Whether Smith & Wesson can survive the pounding is an open question. Smith has been signaling that it may try to back out if no other gunmaker signs on to the pact. But Shultz remains convinced that he is leading the industry where it has to go. In a reflective, three-hour interview at a corporate office in Nashville, Shultz offered an impassioned defense of the decision that blew a hole in the gun world. Fewer people are buying handguns, and a growing number of voters who don’t shoot want more restrictions. Sooner or later, Shultz says, gun companies that don’t change will be done in by a worried Congress, or an angry jury. More than 25 cities are suing the gunmakers, claiming they make unsafe guns and dump them on city streets. “One $100 million verdict,” Shultz says, “and it’s over.”

So Shultz made compromises that he hopes will ease the pressure. “You can’t just say, ‘I made it, I shipped it, it’s out of my hands’,” Shultz says. “That just doesn’t fly with a reasonable public.” And he now insists that gunmakers have to make so-called smart guns so they can tap a new market of consumers who are afraid of firearms (graphic). “If we say, ‘We only make guns and we’re only going to make them this way forever,’ then Smith & Wesson will not be around for another 150 years,” he says. “You know, Westinghouse was a great company. But today it’s called CBS, and it doesn’t make lightbulbs anymore. You have to change.”

Gun companies haven’t changed much in 100 years, which may be why Smith’s decision stirred powerful emotions. “Some of my associates in the business aren’t speaking to me,” says Kevin Foley, a Smith & Wesson VP. “Or if they are, it’s not in printable terms.” Appealing to patriotism, the gun lobby has accused Shultz of making the deal on orders from his British owner, Tomkins PLC, which has been looking to sell Smith & Wesson. Shultz insists that’s nonsense.

In fact, the 58-year-old Shultz seems to have reached a gradual realization that the world will never be the same as it was when he was 9, brandishing his own handgun on his Iowa farm. Unlike Shultz, a onetime Army sergeant, most people now live in suburban areas, and their attitudes have shifted. “We ate what we killed,” Shultz recalls. “Now my grandchildren don’t even like to step on a spider.” He used to think it wasn’t hard to keep kids from misusing guns. “I always said, ‘All we have to do is train kids and make sure those guns are locked up’,” Shultz says. Then came the Jonesboro school shooting–with a rifle stolen from a locked case. “When Arkansas happened, I changed. I said, ‘OK, we have to find another solution’.”

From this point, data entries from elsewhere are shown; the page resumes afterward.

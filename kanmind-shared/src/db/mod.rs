/// Database layer
///
/// - `pool`: PostgreSQL connection pool with a start-up health check
/// - `migrations`: embedded schema migrations
///
/// Entity queries live next to their types in the `models` module.

pub mod migrations;
pub mod pool;
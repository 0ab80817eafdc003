/// Field-level validation rules
///
/// Every rule returns the first problem it finds as a [`FieldError`] naming the
/// offending request field. Services stop at the first failing rule and never
/// write anything after a failure.
///
/// # Example
///
/// ```
/// use kanmind_shared::validation::{validate_email_format, validate_password_strength};
///
/// assert!(validate_email_format("ada@example.com").is_ok());
/// assert!(validate_email_format("ada@example").is_err());
///
/// let err = validate_password_strength("NoDigits!!").unwrap_err();
/// assert_eq!(err.field, "password");
/// ```

use regex::Regex;
use serde::{Deserialize, Serialize};
use sqlx::PgPool;
use std::fmt;
use std::sync::OnceLock;

use crate::models::user::User;

/// Minimum password length in characters
pub const MIN_PASSWORD_LENGTH: usize = 8;

/// Symbols that satisfy the "special character" rule
pub const PASSWORD_SYMBOLS: &str = "!@#$%^&*(),.?\":{}|<>";

const EMAIL_PATTERN: &str = r"^[a-zA-Z0-9._%+-]+@[a-zA-Z0-9.-]+\.[a-zA-Z]{2,}$";

fn email_regex() -> &'static Regex {
    static EMAIL: OnceLock<Regex> = OnceLock::new();
    EMAIL.get_or_init(|| Regex::new(EMAIL_PATTERN).expect("email pattern is a valid regex"))
}

/// A validation failure tied to one request field
#[derive(Debug, Clone, PartialEq, Eq, Serialize, Deserialize)]
pub struct FieldError {
    /// Request field that failed validation
    pub field: String,

    /// Human-readable message
    pub message: String,
}

impl FieldError {
    pub fn new(field: impl Into<String>, message: impl Into<String>) -> Self {
        Self {
            field: field.into(),
            message: message.into(),
        }
    }
}

impl fmt::Display for FieldError {
    fn fmt(&self, f: &mut fmt::Formatter<'_>) -> fmt::Result {
        write!(f, "{}: {}", self.field, self.message)
    }
}

/// A registration name split into first and last name
#[derive(Debug, Clone, PartialEq, Eq)]
pub struct FullName {
    pub first_name: String,
    pub last_name: String,
}

/// Requires at least two whitespace-separated parts.
///
/// The first part becomes the first name; everything after it, re-joined
/// with single spaces, becomes the last name.
pub fn validate_fullname(fullname: &str) -> Result<FullName, FieldError> {
    let mut parts = fullname.split_whitespace();

    match (parts.next(), parts.next()) {
        (Some(first), Some(second)) => {
            let last = std::iter::once(second).chain(parts).collect::<Vec<_>>().join(" ");
            Ok(FullName {
                first_name: first.to_string(),
                last_name: last,
            })
        }
        _ => Err(FieldError::new(
            "fullname",
            "Please provide both first and last name",
        )),
    }
}

/// Checks the address against the accepted email pattern.
pub fn validate_email_format(email: &str) -> Result<(), FieldError> {
    if email_regex().is_match(email) {
        Ok(())
    } else {
        Err(FieldError::new("email", "Invalid email address"))
    }
}

/// Fails if an account already uses the address (case-insensitive).
pub async fn validate_email_unique(pool: &PgPool, email: &str) -> Result<Result<(), FieldError>, sqlx::Error> {
    if User::email_exists(pool, email).await? {
        return Ok(Err(FieldError::new("email", "Email address is already in use")));
    }

    Ok(Ok(()))
}

/// Exact comparison; reported on `password`, separately from strength.
pub fn validate_passwords_match(password: &str, repeated_password: &str) -> Result<(), FieldError> {
    if password != repeated_password {
        return Err(FieldError::new("password", "Passwords do not match"));
    }

    Ok(())
}

/// Composite strength policy, checked in a fixed order:
/// length, uppercase, lowercase, digit, symbol.
pub fn validate_password_strength(password: &str) -> Result<(), FieldError> {
    let fail = |message: &str| Err(FieldError::new("password", message));

    if password.chars().count() < MIN_PASSWORD_LENGTH {
        return fail("Password must be at least 8 characters long");
    }
    if !password.chars().any(|c| c.is_ascii_uppercase()) {
        return fail("Password must contain at least one uppercase letter");
    }
    if !password.chars().any(|c| c.is_ascii_lowercase()) {
        return fail("Password must contain at least one lowercase letter");
    }
    if !password.chars().any(|c| c.is_ascii_digit()) {
        return fail("Password must contain at least one digit");
    }
    if !password.chars().any(|c| PASSWORD_SYMBOLS.contains(c)) {
        return fail("Password must contain at least one special character");
    }

    Ok(())
}

/// Trims `value` and rejects it if nothing is left.
pub fn require_non_blank(field: &str, value: &str) -> Result<String, FieldError> {
    let trimmed = value.trim();
    if trimmed.is_empty() {
        return Err(FieldError::new(field, "This field may not be blank"));
    }

    Ok(trimmed.to_string())
}

/// Rejects `value` if it is longer than `max` characters.
pub fn check_max_chars(field: &str, value: &str, max: usize) -> Result<(), FieldError> {
    if value.chars().count() > max {
        return Err(FieldError::new(
            field,
            format!("Ensure this field has no more than {} characters", max),
        ));
    }

    Ok(())
}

Shultz once dismissed the lawyers suing the gunmakers as greedy and self-serving. Now the Feds who forged the Smith & Wesson settlement in a series of marathon meetings with Shultz may be the only people who want him to succeed. Asked if he has grown to like Housing Secretary Andrew Cuomo and the young lawyers who were once his enemies, Shultz thinks carefully. “My background is completely different from these people,” he says finally. “They probably wouldn’t live where I live [in Tennessee]. Wouldn’t enjoy it.” But Shultz is impressed that when he calls Washington at 8 p.m., the lawyers are still at their desks, too. “They’re not necessarily out to destroy me,” he says. “I’ve come to understand that they believe in what they’re doing.”

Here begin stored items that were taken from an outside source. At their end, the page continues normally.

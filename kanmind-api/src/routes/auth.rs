/// Registration, login and email lookup
///
/// # Endpoints
///
/// - `POST /api/registration` - Create an account and get a token
/// - `POST /api/login` - Get the token for an existing account
/// - `GET /api/email-check?email=` - Look up a user by email (authenticated)

use crate::{
    app::AppState,
    error::ApiResult,
    routes::{validated, AuthUser},
};
use axum::{
    extract::{rejection::{JsonRejection, QueryRejection}, Query, State},
    http::StatusCode,
    Json,
};
use kanmind_shared::{
    models::user::UserSummary,
    services::identity::{self, Registration, Session},
};
use serde::Deserialize;
use validator::Validate;

/// Registration request
///
/// Only upper bounds are checked here; the content rules (name shape, email
/// pattern, password policy) are applied by the identity service in order.
/// Missing fields read as empty strings and fail those rules as field errors.
#[derive(Debug, Default, Deserialize, Validate)]
#[serde(default)]
pub struct RegistrationRequest {
    #[validate(length(max = 150, message = "Name must be at most 150 characters"))]
    pub fullname: String,

    #[validate(length(max = 254, message = "Email must be at most 254 characters"))]
    pub email: String,

    #[validate(length(max = 128, message = "Password must be at most 128 characters"))]
    pub password: String,

    pub repeated_password: String,
}

/// Login request
#[derive(Debug, Deserialize, Validate)]
pub struct LoginRequest {
    #[validate(length(min = 1, message = "Email is required"))]
    pub email: String,

    #[validate(length(min = 1, message = "Password is required"))]
    pub password: String,
}

/// Email lookup query
#[derive(Debug, Deserialize)]
pub struct EmailCheckQuery {
    pub email: Option<String>,
}

/// Register a new user
///
/// ```text
/// POST /api/registration
///
/// {
///   "fullname": "Ada Lovelace",
///   "email": "ada@example.com",
///   "password": "Analytical#1843",
///   "repeated_password": "Analytical#1843"
/// }
/// ```
///
/// Responds `201` with `{ token, fullname, email, user_id }`.
pub async fn registration(
    State(state): State<AppState>,
    payload: Result<Json<RegistrationRequest>, JsonRejection>,
) -> ApiResult<(StatusCode, Json<Session>)> {
    let Json(req) = payload?;
    let req = validated(req)?;

    let session = identity::register(
        &state.db,
        Registration {
            fullname: req.fullname,
            email: req.email,
            password: req.password,
            repeated_password: req.repeated_password,
        },
    )
    .await?;

    Ok((StatusCode::CREATED, Json(session)))
}

/// Log in
///
/// Unknown email is `404`; a wrong password is `400 invalid_credentials`.
pub async fn login(
    State(state): State<AppState>,
    payload: Result<Json<LoginRequest>, JsonRejection>,
) -> ApiResult<Json<Session>> {
    let Json(req) = payload?;
    let req = validated(req)?;

    let session = identity::login(&state.db, &req.email, &req.password).await?;

    Ok(Json(session))
}

/// Look up a user by email
pub async fn email_check(
    State(state): State<AppState>,
    AuthUser(user_id): AuthUser,
    query: Result<Query<EmailCheckQuery>, QueryRejection>,
) -> ApiResult<Json<UserSummary>> {
    let Query(query) = query?;

    let user = identity::check_email(&state.db, Some(user_id), query.email.as_deref()).await?;

    Ok(Json(user))
}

In fact, the Feds and some states have been going all out to protect Smith & Wesson. They served a mountain of subpoenas on other gunmakers and distributors, seeking to prove that Smith’s enemies were conspiring to kill the company. And nearly 200 law-enforcement agencies have pledged to buy guns only from companies that sign on to the Smith deal. (That prompted seven gunmakers to bring their own lawsuit accusing Cuomo and some cities of colluding to drive them out of business.) Meanwhile, in Massachusetts, strict new regulations mean that only one company’s new handguns can be sold legally: Smith & Wesson. But even there, the ill will runs so deep that a lot of dealers will refuse to sell Smiths if the deal goes through. The pact would force them to stop selling assault rifles or guns with high-capacity ammunition clips–some of the most profitable firearms on the market.

If that happens, Shultz may try to wriggle free from the deal. Cuomo and the cities might not go for it; they insist the pact is binding as is. But Cuomo admits that unless more companies cave, he may have a hard time enforcing the agreement against Smith & Wesson alone. There’s no sign that other gunmakers are tempted to follow Smith’s lead. Most are waiting until November, in hopes that a new President Bush would make it all go away. That’s wishful thinking, says Glock’s blunt chief, Paul Jannuzzo. “Waiting for him to save our a– is just pie in the sky,” he says. Still, he’d rather take his chances for now than join Ed Shultz. Whack-a-Mole is a lot more fun when you’re not the one getting whacked.